Elle influe sur la santé autant qu’elle révèle les identités culturelles, elle est tributaire des ressources qu’offre la planète et du travail des hommes : de l’environnement jusqu’à nos assiettes, l’alimentation est une affaire d’équilibre…
6 543 : c’est à ce nombre incroyable de publicités que les enfants et jeunes adolescents ont été exposés sur les médias sociaux pendant les trois semaines d’une enquête marketing menée en Suisse. Une recherche assurée courant 2023 par la Haute école de gestion Arc sur mandat de l’OSAV, l’Office fédéral de la sécurité alimentaire et des affaires vétérinaires, soucieux de connaître l’impact de la publicité numérique sur les jeunes générations dans un pays où près d’un quart des enfants de 5 à 9 ans sont concernés par le surpoids ou l’obésité (Promotion santé Suisse, 2021).
Le monitoring, réalisé de façon continue avec la méthode CLICK de l’OMS sur les tablettes ou smartphones de 77 enfants âgés de 4 à 16 ans, montre que ce sont les 4/9 ans qui sont justement les plus fortement exposés à la publicité : 50 % des vues concernent cette tranche d’âge, contre 25 % respectivement pour les 10/12 ans et les 13/16 ans. L’alimentation et les boissons représentent 11,74 % de l’ensemble des publicités capturées au cours de la période, ce qui ne représente pas moins de 768 publicités, dont près d’une sur quatre concerne les chocolats et sucreries.
92,5 % des publicités pour l’alimentation ont été capturées sur YouTube, loin devant Instagram (7,18 %), Snapchat et Twitter, chacun bien en-dessous de 1 %. « La prépondérance très marquée de YouTube s’explique en partie par le fait que c’est le réseau favori des plus jeunes, qui n’ont par ailleurs pas accès à Facebook », précise Julien Intartaglia, directeur de l’Institut de la communication et du marketing expérientiel à la HEG-Arc, et pilote de l’enquête.
Autre chiffre saisissant : 78 % de ces publicités sont considérées comme non autorisées pour les enfants, selon le modèle du profil nutritionnel de l’OMS ; elles assurent la promotion d’aliments à teneur élevée en graisses, sel et sucre, connus sous l’acronyme HFSS (High Fat Sugar Salt).
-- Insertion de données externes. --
#[cfg(test)]
mod tests {
    use super::*;
    use crate::storage::{Database, MemoryStore};
    use axum::body::Body;
    use axum::http::{Request, StatusCode};
    use serde_json::{json, Value};
    use tower::ServiceExt;

    fn memory_app() -> Router {
        build_router(AppState::new(Arc::new(MemoryStore::new())), None)
    }

    async fn send_raw(app: &Router, method: &str, uri: &str, body: Option<String>) -> (StatusCode, Value) {
        let mut builder = Request::builder().method(method).uri(uri);
        let body = match body {
            Some(text) => {
                builder = builder.header("content-type", "application/json");
                Body::from(text)
            }
            None => Body::empty(),
        };
        let response = app.clone().oneshot(builder.body(body).unwrap()).await.unwrap();
        let status = response.status();
        let bytes = axum::body::to_bytes(response.into_body(), usize::MAX)
            .await
            .unwrap();
        let json = if bytes.is_empty() {
            Value::Null
        } else {
            serde_json::from_slice(&bytes).unwrap()
        };
        (status, json)
    }

    async fn send(app: &Router, method: &str, uri: &str, body: Option<Value>) -> (StatusCode, Value) {
        send_raw(app, method, uri, body.map(|b| b.to_string())).await
    }

    #[tokio::test]
    async fn test_health_reports_backend() {
        let (status, body) = send(&memory_app(), "GET", "/api/health", None).await;
        assert_eq!(status, StatusCode::OK);
        assert_eq!(body, json!({ "ok": true, "db": false }));

        let db = Database::in_memory().await.unwrap();
        let app = build_router(AppState::new(Arc::new(db)), None);
        let (status, body) = send(&app, "GET", "/api/health", None).await;
        assert_eq!(status, StatusCode::OK);
        assert_eq!(body, json!({ "ok": true, "db": true }));
    }

    #[tokio::test]
    async fn test_dashboard_flow() {
        let app = memory_app();

        let (status, body) = send(&app, "POST", "/api/clients", Some(json!({ "name": "Acme" }))).await;
        assert_eq!(status, StatusCode::CREATED);
        let client_id = body["data"]["id"].as_str().unwrap().to_string();

        let (status, body) = send(
            &app,
            "POST",
            "/api/cases",
            Some(json!({
                "client_id": client_id,
                "title": "Migration",
                "status": "Active",
                "duration_unit": "quarters",
                "tags": ["q1", "infra", "q1"]
            })),
        )
        .await;
        assert_eq!(status, StatusCode::CREATED);
        let case_id = body["data"]["id"].as_str().unwrap().to_string();

        let (status, body) = send(&app, "GET", &format!("/api/cases/{case_id}"), None).await;
        assert_eq!(status, StatusCode::OK);
        assert_eq!(body["data"]["client_name"], "Acme");
        assert_eq!(body["data"]["tags"], json!(["infra", "q1"]));
        assert_eq!(body["data"]["status"], "Active");
        assert_eq!(body["data"]["duration_unit"], "quarters");

        let (status, body) = send(
            &app,
            "POST",
            "/api/cost-items",
            Some(json!({ "case_id": case_id, "name": "Licences", "amount": 19.99 })),
        )
        .await;
        assert_eq!(status, StatusCode::CREATED);
        assert_eq!(body["data"]["amount"], "19.99");
        let item_id = body["data"]["id"].as_str().unwrap().to_string();

        let (status, body) = send(
            &app,
            "POST",
            "/api/cost-timing",
            Some(json!({ "cost_item_id": item_id, "start_date": "2025-01-01" })),
        )
        .await;
        assert_eq!(status, StatusCode::CREATED);
        assert_eq!(body["data"]["cost_item_id"], item_id.as_str());
        assert_eq!(body["data"]["start_date"], "2025-01-01");

        let (_, body) = send(
            &app,
            "GET",
            &format!("/api/cost-timing?cost_item_id={item_id}"),
            None,
        )
        .await;
        assert_eq!(body["data"].as_array().unwrap().len(), 1);

        let (_, body) = send(&app, "GET", &format!("/api/cost-items?case_id={case_id}"), None).await;
        assert_eq!(body["data"].as_array().unwrap().len(), 1);

        let (status, body) = send(&app, "DELETE", &format!("/api/clients/{client_id}"), None).await;
        assert_eq!(status, StatusCode::NO_CONTENT);
        assert_eq!(body, Value::Null);

        let (status, body) = send(&app, "GET", &format!("/api/cases/{case_id}"), None).await;
        assert_eq!(status, StatusCode::NOT_FOUND);
        assert_eq!(body, json!({ "error": "Not found" }));

        let (_, body) = send(&app, "GET", "/api/cost-items", None).await;
        assert_eq!(body, json!({ "data": [] }));
    }

    #[tokio::test]
    async fn test_validation_errors_are_400() {
        let app = memory_app();

        let (status, body) = send(&app, "POST", "/api/clients", Some(json!({ "notes": "x" }))).await;
        assert_eq!(status, StatusCode::BAD_REQUEST);
        assert_eq!(body, json!({ "error": "name is required" }));

        let (status, body) = send(&app, "POST", "/api/cases", Some(json!({ "title": "T" }))).await;
        assert_eq!(status, StatusCode::BAD_REQUEST);
        assert_eq!(body["error"], "client_id and title are required");

        let (status, body) = send(&app, "POST", "/api/revenue-timing", Some(json!({}))).await;
        assert_eq!(status, StatusCode::BAD_REQUEST);
        assert_eq!(body["error"], "revenue_item_id is required");

        let (status, body) =
            send_raw(&app, "POST", "/api/clients", Some("{not json".to_string())).await;
        assert_eq!(status, StatusCode::BAD_REQUEST);
        assert!(body["error"].as_str().unwrap().starts_with("Invalid request body"));
    }

    #[tokio::test]
    async fn test_integrity_errors_are_400_on_both_backends() {
        let db = Database::in_memory().await.unwrap();
        for app in [memory_app(), build_router(AppState::new(Arc::new(db)), None)] {
            let (status, body) = send(
                &app,
                "POST",
                "/api/cases",
                Some(json!({ "client_id": "missing", "title": "Ghost" })),
            )
            .await;
            assert_eq!(status, StatusCode::BAD_REQUEST);
            assert!(body["error"].is_string());

            let (_, body) = send(&app, "GET", "/api/cases", None).await;
            assert_eq!(body, json!({ "data": [] }));
        }
    }

    #[tokio::test]
    async fn test_invalid_status_update_is_rejected() {
        let app = memory_app();
        let (_, body) = send(&app, "POST", "/api/clients", Some(json!({ "name": "Acme" }))).await;
        let client_id = body["data"]["id"].as_str().unwrap().to_string();
        let (_, body) = send(
            &app,
            "POST",
            "/api/cases",
            Some(json!({ "client_id": client_id, "title": "Migration" })),
        )
        .await;
        let case_id = body["data"]["id"].as_str().unwrap().to_string();

        let uri = format!("/api/cases/{case_id}");
        let (status, _) = send(&app, "PUT", &uri, Some(json!({ "status": "Done" }))).await;
        assert_eq!(status, StatusCode::BAD_REQUEST);

        let (_, body) = send(&app, "GET", &uri, None).await;
        assert_eq!(body["data"]["status"], "Planning");
    }

    #[tokio::test]
    async fn test_exact_numbers_and_case_delete_on_both_backends() {
        let db = Database::in_memory().await.unwrap();
        for app in [memory_app(), build_router(AppState::new(Arc::new(db)), None)] {
            let (_, body) = send(&app, "POST", "/api/clients", Some(json!({ "name": "Acme" }))).await;
            let client_id = body["data"]["id"].as_str().unwrap().to_string();

            let (status, body) = send_raw(
                &app,
                "POST",
                "/api/cases",
                Some(format!(
                    r#"{{"client_id": "{client_id}", "title": "Pilot", "duration_value": 1.5, "tags": ["q1"]}}"#
                )),
            )
            .await;
            assert_eq!(status, StatusCode::CREATED);
            assert_eq!(body["data"]["duration_value"], json!(1.5));
            let case_id = body["data"]["id"].as_str().unwrap().to_string();

            let (status, body) = send_raw(
                &app,
                "POST",
                "/api/revenue-items",
                Some(format!(
                    r#"{{"case_id": "{case_id}", "name": "Fleet", "amount": 1234567890123.4567}}"#
                )),
            )
            .await;
            assert_eq!(status, StatusCode::CREATED);
            assert_eq!(body["data"]["amount"], "1234567890123.4567");
            let item_id = body["data"]["id"].as_str().unwrap().to_string();

            let (_, body) = send(&app, "GET", &format!("/api/revenue-items/{item_id}"), None).await;
            assert_eq!(body["data"]["amount"], "1234567890123.4567");

            let (status, _) = send(&app, "DELETE", &format!("/api/cases/{case_id}"), None).await;
            assert_eq!(status, StatusCode::NO_CONTENT);
            let (status, _) = send(&app, "DELETE", &format!("/api/cases/{case_id}"), None).await;
            assert_eq!(status, StatusCode::NOT_FOUND);

            let (status, _) = send(&app, "GET", &format!("/api/revenue-items/{item_id}"), None).await;
            assert_eq!(status, StatusCode::NOT_FOUND);
            let (_, body) = send(&app, "GET", &format!("/api/cases?client_id={client_id}"), None).await;
            assert_eq!(body["data"], json!([]));
        }
    }

    #[tokio::test]
    async fn test_missing_records_are_404() {
        let app = memory_app();

        let (status, body) = send(&app, "DELETE", "/api/clients/nope", None).await;
        assert_eq!(status, StatusCode::NOT_FOUND);
        assert_eq!(body, json!({ "error": "Not found" }));

        let (status, _) = send(
            &app,
            "PUT",
            "/api/revenue-items/nope",
            Some(json!({ "name": "Renamed" })),
        )
        .await;
        assert_eq!(status, StatusCode::NOT_FOUND);

        let (status, body) = send(&app, "GET", "/api/no-such-route", None).await;
        assert_eq!(status, StatusCode::NOT_FOUND);
        assert_eq!(body, json!({ "error": "Not found" }));
    }

    #[tokio::test]
    async fn test_static_dir_serves_index_fallback() {
        let temp_dir = tempfile::tempdir().unwrap();
        std::fs::write(temp_dir.path().join("index.html"), "<html>casebook</html>").unwrap();
        let app = build_router(
            AppState::new(Arc::new(MemoryStore::new())),
            Some(temp_dir.path()),
        );

        let response = app
            .clone()
            .oneshot(Request::builder().uri("/cases/123").body(Body::empty()).unwrap())
            .await
            .unwrap();
        assert_eq!(response.status(), StatusCode::OK);
        let bytes = axum::body::to_bytes(response.into_body(), usize::MAX)
            .await
            .unwrap();
        assert_eq!(&bytes[..], b"<html>casebook</html>");

        let (status, _) = send(&app, "GET", "/api/health", None).await;
        assert_eq!(status, StatusCode::OK);
    }
}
Les paramètres se combinent donc de façon très défavorable pour l’alimentation et la santé des plus jeunes : « Avant 7 ans, les enfants sont à la recherche perpétuelle du plaisir et de la satisfaction immédiate. Cette quête hédoniste est renforcée par le fait que les réseaux sociaux sont des vecteurs de communication addictifs, ce que ne sont pas les médias classiques comme l’affichage par exemple.
Une exposition répétée à la promotion d’aliments HFSS par le biais des réseaux sociaux peut amener à des habitudes de consommation néfastes, d’autant plus que les comportements alimentaires s’ancrent dès l’enfance. » Pour le chercheur, il convient de faire prendre conscience de ces risques aux enfants, ainsi que d’ailleurs à leurs parents et aux adultes en général : « Si on ne peut pas lutter contre les réseaux sociaux, on a le devoir d’accompagner l’enfant à travers le dédale qu’ils représentent. »
Les conclusions de l’étude ont été remises à l’OSAV. L’office fédéral pourra émettre des propositions pour légiférer et peut-être intervenir auprès des industriels, sachant que sur les 65 marques de produits alimentaires recensées au cours de l’enquête, 49 ont diffusé des publicités assurant la promotion d’aliments HFSS, telles que Migros, Lindt, Nestlé, Coca-Cola ou Ovomaltine.